CreateArray¶
Overview¶
The CreateArray expression creates an array from a sequence of individual elements. It takes multiple input expressions as children and combines them into a single array value, handling type coercion to ensure all elements have a compatible common type.
Syntax¶
// DataFrame API
import org.apache.spark.sql.functions.array
array(col("col1"), col("col2"), lit(3))
Arguments¶
| Argument | Type | Description |
|---|---|---|
| children | Seq[Expression] | Variable number of expressions that will become array elements |
| useStringTypeWhenEmpty | Boolean | Flag determining default element type for empty arrays (StringType if true, NullType if false) |
Return Type¶
ArrayType with element type determined by finding the common type among all input expressions. The array is marked as containing nulls if any input expression is nullable.
Supported Data Types¶
- All primitive types (numeric, string, boolean, binary, date, timestamp)
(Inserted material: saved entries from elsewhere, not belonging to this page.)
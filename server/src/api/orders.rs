//! Order endpoints.
//!
//! - POST /api/order - Freeze the held session into an order and start payment
//! - POST /api/order/gateway-callback - Asynchronous payment outcome
//! - GET /api/order/status/:order_id - Polling

use crate::error::AppError;
use crate::server::state::AppState;
use axum::{
    Json,
    extract::{Path, State},
    http::StatusCode,
};
use chrono::{DateTime, Utc};
use marquee_core::ErrorCode;
use marquee_core::types::{Money, OrderId};
use marquee_engine::orders::{CreateOrderRequest, OrderStatusView};
use marquee_engine::{GatewayCallback, OrderStatus, PriceBreakdown};
use serde::{Deserialize, Serialize};
use uuid::Uuid;

// ============================================================================
// Response Types
// ============================================================================

/// Created order.
#[derive(Debug, Serialize, Deserialize)]
pub struct CreateOrderResponse {
    /// Order
    pub order_id: OrderId,
    /// Status, `awaiting_gateway` on success
    pub status: OrderStatus,
    /// Amount to charge
    pub total: Money,
    /// Frozen price
    pub breakdown: PriceBreakdown,
    /// Where the customer pays
    pub redirect_url: Option<String>,
    /// Payment deadline, the hold's expiry
    pub expires_at: DateTime<Utc>,
}

/// Acknowledgement sent to the gateway.
#[derive(Debug, Serialize, Deserialize)]
pub struct CallbackAck {
    /// Order the callback resolved to
    pub order_id: OrderId,
    /// Status after the callback
    pub status: OrderStatus,
    /// Whether the callback repeated an earlier terminal one
    pub duplicate: bool,
    /// `DUPLICATE_CALLBACK` for repeats
    #[serde(skip_serializing_if = "Option::is_none")]
    pub code: Option<ErrorCode>,
}

// ============================================================================
// Handlers
// ============================================================================

/// Create an order from the user's live session.
///
/// ```bash
/// curl -X POST http://localhost:8080/api/order \
///   -H 'Content-Type: application/json' \
///   -d '{"user_id":"...","showtime_id":"...","promotion_code":"TENOFF"}'
/// ```
///
/// Responds 201 with the payment redirect. A lapsed session answers 410
/// `SESSION_EXPIRED`; a gateway refusal answers 502 and frees the seats.
pub async fn create_order(
    State(state): State<AppState>,
    Json(request): Json<CreateOrderRequest>,
) -> Result<(StatusCode, Json<CreateOrderResponse>), AppError> {
    let order = state.coordinator.create_order(request).await?;

    Ok((
        StatusCode::CREATED,
        Json(CreateOrderResponse {
            order_id: order.order_id,
            status: order.status,
            total: order.total(),
            breakdown: order.breakdown,
            redirect_url: order.redirect_url,
            expires_at: order.expires_at,
        }),
    ))
}

/// Gateway callback.
///
/// Repeated callbacks for a settled order still answer 200 so the gateway
/// stops retrying; the body carries `DUPLICATE_CALLBACK`.
pub async fn gateway_callback(
    State(state): State<AppState>,
    Json(callback): Json<GatewayCallback>,
) -> Result<Json<CallbackAck>, AppError> {
    let outcome = state.coordinator.handle_gateway_callback(&callback).await?;

    Ok(Json(CallbackAck {
        order_id: outcome.order.order_id,
        status: outcome.order.status,
        duplicate: outcome.duplicate,
        code: outcome.duplicate.then_some(ErrorCode::DuplicateCallback),
    }))
}

/// Current order status. Read-only; polling never changes an order.
pub async fn order_status(
    Path(order_id): Path<Uuid>,
    State(state): State<AppState>,
) -> Result<Json<OrderStatusView>, AppError> {
    let view = state
        .coordinator
        .check_status(OrderId::from_uuid(order_id))
        .await?;
    Ok(Json(view))
}
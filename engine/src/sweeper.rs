//! Background expiry sweep.
//!
//! Runs on its own timer, independent of user traffic:
//!
//! ```text
//! loop {
//!     tick or shutdown:
//!         - expire lapsed sessions (seats back to free, notifications out)
//!         - expire open orders past their deadline
//!         - prune bus topics nobody listens to
//! }
//! ```
//!
//! Failures are logged and the next tick tries again.

use crate::bus::NotificationBus;
use crate::holds::HoldManager;
use crate::metrics;
use crate::orders::OrderCoordinator;
use std::sync::Arc;
use std::time::{Duration, Instant};
use tokio::sync::broadcast;
use tokio::time::MissedTickBehavior;
use tracing::{debug, error, info};

/// What one sweep did.
#[derive(Clone, Copy, Debug, Default, PartialEq, Eq)]
pub struct SweepReport {
    /// Sessions released because their hold lapsed
    pub sessions_expired: usize,
    /// Orders moved to `expired`
    pub orders_expired: usize,
    /// Bus topics dropped
    pub topics_pruned: usize,
}

/// Periodic releaser of lapsed holds and overdue orders.
pub struct ExpirySweeper {
    holds: Arc<HoldManager>,
    orders: Arc<OrderCoordinator>,
    bus: NotificationBus,
    interval: Duration,
}

impl ExpirySweeper {
    /// Creates a sweeper running every `interval`
    #[must_use]
    pub fn new(
        holds: Arc<HoldManager>,
        orders: Arc<OrderCoordinator>,
        bus: NotificationBus,
        interval: Duration,
    ) -> Self {
        Self {
            holds,
            orders,
            bus,
            interval,
        }
    }

    /// Run one sweep now.
    pub async fn run_once(&self) -> SweepReport {
        let started = Instant::now();

        let sessions_expired = self.holds.sweep_expired().await;
        let orders_expired = match self.orders.expire_overdue_orders().await {
            Ok(count) => count,
            Err(e) => {
                error!(error = %e, "Failed to expire overdue orders");
                0
            }
        };
        let topics_pruned = self.bus.prune_idle().await;

        metrics::record_sweep_duration(started.elapsed().as_secs_f64());
        let report = SweepReport {
            sessions_expired,
            orders_expired,
            topics_pruned,
        };
        if report != SweepReport::default() {
            debug!(?report, "Expiry sweep finished");
        }
        report
    }

    /// Spawn the sweep loop as a background task.
    ///
    /// The task stops when `shutdown` fires or its sender is dropped.
    #[must_use]
    pub fn spawn(self, mut shutdown: broadcast::Receiver<()>) -> tokio::task::JoinHandle<()> {
        tokio::spawn(async move {
            info!(interval_ms = self.interval.as_millis(), "Expiry sweeper started");
            let mut ticker = tokio::time::interval(self.interval);
            ticker.set_missed_tick_behavior(MissedTickBehavior::Delay);

            loop {
                tokio::select! {
                    _ = shutdown.recv() => {
                        info!("Expiry sweeper received shutdown signal");
                        break;
                    }
                    _ = ticker.tick() => {
                        self.run_once().await;
                    }
                }
            }

            info!("Expiry sweeper stopped");
        })
    }
}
- Complex types (arrays, maps, structs)
- All input expressions must have compatible types that can be coerced to a common type
Algorithm¶
- Validates that all input expressions have compatible data types using
TypeUtils.checkForSameTypeInputExpr - Determines the common element type using
TypeCoercion.findCommonTypeDifferentOnlyInNullFlags - Falls back to default element type (StringType or NullType) if no common type can be found
- Evaluates each child expression and wraps results in a
GenericArrayDatastructure - Sets containsNull flag based on whether any input expression is nullable
Partitioning Behavior¶
This expression preserves partitioning as it operates row-by-row without requiring data movement:
- Preserves existing partitioning schemes
- Does not require shuffle operations
- Can be executed independently on each partition
Edge Cases¶
- Empty arrays: Uses
defaultElementType(StringType or NullType) based onuseStringTypeWhenEmptyflag - Null elements: Individual null values are preserved as array elements; the array itself is never null
- Type coercion: Automatically promotes compatible types (e.g., int and long become long array)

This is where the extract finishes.